Antropologie contemporaine / L’anthropologie a pris conscience de la dimension de pouvoir inhérente au projet de décrire et d’expliquer l’Autre sur la base d’une enquête de terrain.

so 1467378181235 SO | 2021-01-07 18:15

Le pouvoir par les images

L’anthropologie contemporaine a attiré l’attention sur la dimension littéraire des textes d’anthropologie, tant en ce qui concerne les procédés rhétoriques que la narrativité. Dans la mesure où l’essor des sciences en Occident a secrété une idéologie aux termes de laquelle tous les phénomènes de l’univers devaient être minutieusement étudiés, les anthropologues se sont donné le droit de décrire les sociétés exotiques et de parler à la place de leurs ressortissants. Ils n’ont compris que très récemment, au début des années 1980, que ce droit n’allait pas de soi. Notamment sous l’influence de Michel Foucault, l’anthropologie a pris conscience de la dimension de pouvoir inhérente au projet de décrire et d’expliquer l’Autre sur la base d’une enquête de terrain.

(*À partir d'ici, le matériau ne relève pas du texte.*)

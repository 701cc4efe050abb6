use std::net::SocketAddr;
use std::sync::{
    atomic::{AtomicBool, Ordering},
    Arc,
};
use std::time::Duration;

use chrono::NaiveDateTime;
use tower_http::cors::CorsLayer;
use tracing_subscriber::{layer::SubscriberExt, util::SubscriberInitExt};

use axum::body::Body;
use http::{HeaderValue, StatusCode};
use tower_governor::governor::GovernorConfigBuilder;
use tower_governor::key_extractor::SmartIpKeyExtractor;
use tower_governor::{GovernorError, GovernorLayer};

mod config;
mod db;
mod error;
mod messages;
mod middleware;
mod routes;
mod services;
#[cfg(test)]
mod test_support;

use config::Config;
use services::clock::{Clock, SystemClock};
use services::notifications::NotificationService;
use services::nutrition::{self, NutritionLookup};
use services::init;

pub struct AppState {
    pub db: sqlx::SqlitePool,
    pub config: Config,
    pub clock: Arc<dyn Clock>,
    pub notifications: NotificationService,
    pub nutrition: Arc<dyn NutritionLookup>,
}

impl AppState {
    pub fn new(
        db: sqlx::SqlitePool,
        config: Config,
        clock: Arc<dyn Clock>,
        nutrition: Arc<dyn NutritionLookup>,
    ) -> Self {
        let cooldown = chrono::Duration::hours(config.notifications.cooldown_hours);
        let notifications = NotificationService::new(db.clone(), clock.clone(), cooldown);
        Self {
            db,
            config,
            clock,
            notifications,
            nutrition,
        }
    }

    /// Current UTC time as stored in the database.
    pub fn now(&self) -> NaiveDateTime {
        self.clock.now().naive_utc()
    }
}

#[tokio::main]
async fn main() -> anyhow::Result<()> {
    // Initialize tracing (LOG_FORMAT=json for structured output)
    let json_logs = std::env::var("LOG_FORMAT").is_ok_and(|f| f.eq_ignore_ascii_case("json"));
    tracing_subscriber::registry()
        .with(
            tracing_subscriber::EnvFilter::try_from_default_env()
                .unwrap_or_else(|_| "health_tracker=debug,tower_http=debug".into()),
        )
        .with(json_logs.then(|| tracing_subscriber::fmt::layer().json()))
        .with((!json_logs).then(|| tracing_subscriber::fmt::layer()))
        .init();

    // Load configuration
    let config = Config::from_env()?;

    tracing::info!("Starting Health Tracker API");

    let pool = init::init_db(&config).await?;
    let nutrition = nutrition::from_config(&config.nutrition)?;

    let app_state = Arc::new(AppState::new(
        pool,
        config.clone(),
        Arc::new(SystemClock),
        nutrition,
    ));

    // Create shutdown notifier for background workers and std threads
    let (shutdown_tx, _shutdown_rx) = tokio::sync::broadcast::channel::<()>(1);
    let thread_shutdown = Arc::new(AtomicBool::new(false));

    let bg_handles = init::spawn_background_workers(app_state.clone(), shutdown_tx.clone())?;

    // Auth rate limiter. Returns 429 with a Retry-After header and the
    // same error shape as `AppError::RateLimited`.
    let mut auth_builder = GovernorConfigBuilder::default();
    auth_builder.per_second(config.rate_limit.auth_per_second.into());
    auth_builder.burst_size(config.rate_limit.auth_burst);
    auth_builder.key_extractor(SmartIpKeyExtractor);
    auth_builder.error_handler(|error: GovernorError| -> http::Response<Body> {
        match error {
            GovernorError::TooManyRequests { wait_time, headers } => {
                let body = serde_json::json!({
                    "error": {
                        "code": "RATE_LIMITED",
                        "message": "Rate limit exceeded",
                        "details": { "retry_after_seconds": wait_time }
                    }
                })
                .to_string();

                let mut resp = http::Response::new(Body::from(body));
                *resp.status_mut() = StatusCode::TOO_MANY_REQUESTS;
                resp.headers_mut().insert(
                    http::header::CONTENT_TYPE,
                    HeaderValue::from_static("application/json"),
                );

                if let Some(hmap) = headers {
                    for (name, value) in hmap.iter() {
                        resp.headers_mut().append(name.clone(), value.clone());
                    }
                }

                resp.headers_mut()
                    .insert(http::header::RETRY_AFTER, HeaderValue::from(wait_time));

                resp
            }
            GovernorError::UnableToExtractKey => {
                let body = serde_json::json!({
                    "error": {
                        "code": "INVALID_REQUEST",
                        "message": "Unable to determine client IP for rate limiting"
                    }
                })
                .to_string();

                let mut resp = http::Response::new(Body::from(body));
                *resp.status_mut() = StatusCode::BAD_REQUEST;
                resp.headers_mut().insert(
                    http::header::CONTENT_TYPE,
                    HeaderValue::from_static("application/json"),
                );
                resp
            }
            GovernorError::Other { code, msg, headers } => {
                let body = msg.unwrap_or_else(|| "Rate limiting error".to_string());
                let mut resp = http::Response::new(Body::from(body));
                let status = StatusCode::from_u16(code.as_u16())
                    .unwrap_or(StatusCode::INTERNAL_SERVER_ERROR);
                *resp.status_mut() = status;
                if let Some(hmap) = headers {
                    for (name, value) in hmap.iter() {
                        resp.headers_mut().append(name.clone(), value.clone());
                    }
                }
                resp
            }
        }
    });

    let auth_gov_conf = Arc::new(
        auth_builder
            .finish()
            .ok_or_else(|| anyhow::anyhow!("Failed to build auth governor config"))?,
    );

    // Background cleanup for auth limiter storage
    let auth_cleaner = {
        let limiter = auth_gov_conf.limiter().clone();
        let interval = Duration::from_secs(60);
        let flag = thread_shutdown.clone();
        std::thread::spawn(move || {
            // Small sleep granularity so shutdown is quick.
            let tick = Duration::from_secs(1);
            loop {
                for _ in 0..interval.as_secs() {
                    if flag.load(Ordering::SeqCst) {
                        tracing::info!("Auth rate limiter cleanup thread exiting");
                        return;
                    }
                    std::thread::sleep(tick);
                }
                tracing::debug!("auth rate limiter size: {}", limiter.len());
                limiter.retain_recent();
            }
        })
    };

    let auth_rate_layer = GovernorLayer {
        config: auth_gov_conf.clone(),
    };

    let frontend_origin = config
        .server
        .frontend_url
        .parse::<HeaderValue>()
        .map_err(|_| anyhow::anyhow!("Invalid FRONTEND_URL for CORS"))?;

    let app = routes::app(
        app_state.clone(),
        routes::auth::router().layer(auth_rate_layer),
    )
    .layer(
        CorsLayer::new()
            .allow_origin(frontend_origin)
            .allow_methods([
                http::Method::GET,
                http::Method::POST,
                http::Method::PUT,
                http::Method::DELETE,
                http::Method::OPTIONS,
            ])
            .allow_headers([
                http::header::CONTENT_TYPE,
                http::header::AUTHORIZATION,
                http::header::ACCEPT,
            ])
            .allow_credentials(true),
    );

    let addr = format!("{}:{}", config.server.host, config.server.port);
    tracing::info!("Server listening on {}", addr);

    // Select between the server and the signal listener. On a signal the
    // background jobs and threads are notified and the server future is
    // dropped, which stops accepting new connections.
    let listener = tokio::net::TcpListener::bind(&addr).await?;
    let server_fut = axum::serve(
        listener,
        app.into_make_service_with_connect_info::<SocketAddr>(),
    );

    let shutdown_tx_clone = shutdown_tx.clone();
    let thread_shutdown_clone = thread_shutdown.clone();

    let signal_fut = async move {
        let ctrl_c = tokio::signal::ctrl_c();

        #[cfg(unix)]
        {
            match tokio::signal::unix::signal(tokio::signal::unix::SignalKind::terminate()) {
                Ok(mut term) => {
                    tokio::select! {
                        _ = ctrl_c => {},
                        _ = term.recv() => {},
                    }
                }
                Err(e) => {
                    tracing::warn!("Failed to bind SIGTERM, listening for Ctrl+C only: {}", e);
                    let _ = ctrl_c.await;
                }
            }
        }

        #[cfg(not(unix))]
        {
            let _ = ctrl_c.await;
        }

        tracing::info!("Shutdown signal received, notifying background workers and threads");
        let _ = shutdown_tx_clone.send(());
        thread_shutdown_clone.store(true, Ordering::SeqCst);
    };

    tokio::select! {
        res = server_fut => {
            if let Err(e) = res {
                tracing::error!("Server error: {}", e);
            }
        }
        _ = signal_fut => {
            tracing::info!("Signal handler completed; server stopped accepting connections");
        }
    }

    let shutdown_wait = Duration::from_secs(15);
    tracing::info!(
        "Waiting up to {}s for background workers to exit",
        shutdown_wait.as_secs()
    );

    let bg_wait = futures::future::join_all(bg_handles);
    if tokio::time::timeout(shutdown_wait, bg_wait).await.is_err() {
        tracing::warn!("Background workers did not exit in time");
    }

    if let Err(e) = auth_cleaner.join() {
        tracing::warn!("Auth cleanup thread join failed: {:?}", e);
    }

    tracing::info!("Shutdown complete");
    Ok(())
}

Comme l’explique Elizabeth Edwards (1992 : 6, ma traduction), « les relations de pouvoir impliquées par la situation coloniale n’étaient pas seulement celles d’une oppression manifeste, mais aussi des relations inégalitaires qui pénétraient toutes les facettes de la confrontation culturelle ». La mise en cause porte sur ce que l’on peut appeler la politique de la représentation : quelles sont les voix qui s’expriment dans un texte d’anthropologie ? Quelles sont celles qui sont passées sous silence ?

Cette critique s’est rapidement étendue au contrôle des images : « Qui a la responsabilité (ou le pouvoir, ou l’autorité) de représenter les autres, pas seulement dans le sens de les décrire, mais aussi dans le sens de parler pour et d’exposer un cas ? » (Nichols 1994 : 64). Or, ce problème du partage du pouvoir au niveau de l’énonciation, il se trouve qu’un ethnologue-cinéaste l’avait pressenti dès les années 1950. Il s’agit de Jean Rouch, réalisateur, avec ses amis africains, de sortes d’ethno-fictions, comme Jaguar ou Moi un Noir. Voici comment Marc-Henri Piault (cité in Colleyn, ed. 2009 : 164) résume cette révolution qui a sans doute été mieux perçue par les théoriciens du cinéma que par l’anthropologie professionnelle :

« D’un seul coup et sans aucune forfanterie, avec une feinte innocence, Rouch non seulement donne la parole à ceux qu’il montre mais cette parole interpelle directement le spectateur, le laissant sans doute juge d’un spectacle mais l’obligeant à tenir compte de ce discours comme une intention délibérée et non pas une exposition naïve sinon même ignorante de ce à quoi elle s’exposerait. Cette parole franchit brusquement l’espace-temps de la colonisation, elle énonce une révolution en cours. La personne que la caméra révèle n’est plus soumise à l’attention décisive d’un observateur maintenu tout puissant parce qu’ignoré dans le mystère de son éloignement métropolitain ; bien au contraire ce discours d’adresse est le signe manifeste que celui qui parle a déjà une idée de celui auquel il envoie son message. Les images ne sont plus à sens unique, les estimations, les jugements, fondés ou non, peuvent être prononcés par toutes les parties. Les regards de l’Occident ne sont plus protégés par une glace sans tain ».

Fondée sur la pratique de terrain, l’ethnographie visuelle, dégagée de ses préjugés raciaux, évolutionnistes, ethnocentriques, colonialistes, ethnicistes, orientalistes et africanistes est aujourd’hui en mesure d’assumer les situations de rencontres pour ce qu’elles sont, avec leurs ambiguïtés, leurs attentes réciproques et leurs croisements de regards. Ce sont les progrès théoriques qui améliorent l’ethnographie en la libérant de cadres d’expérience périmés. Pratiquer l’anthropologie visuelle ce n’est plus ramener (dans le Nord, dans le Centre) des images de sociétés humaines (du Sud, périphériques), pour les traiter comme des documents portant sur des espèces naturelles. Il s’agit de documenter des situations complexes, des jeux de relations, des interactions, des engagements mutuels entre protagonistes ayant chacun leur histoire, leur langage, leurs manières et leurs idées. Ceux que filme l’anthropologue se plaisent aussi à imaginer des manières transculturelles de voir, ils ne sont pas des spécimens reflétant métonymiquement une culture homogène, ils s’expliquent car ils savent que tous les hommes ne partagent pas les mêmes modes de vie, mais ils ont aussi leurs propres écarts à la norme, leurs opinions et, souvent, leurs libres pensées.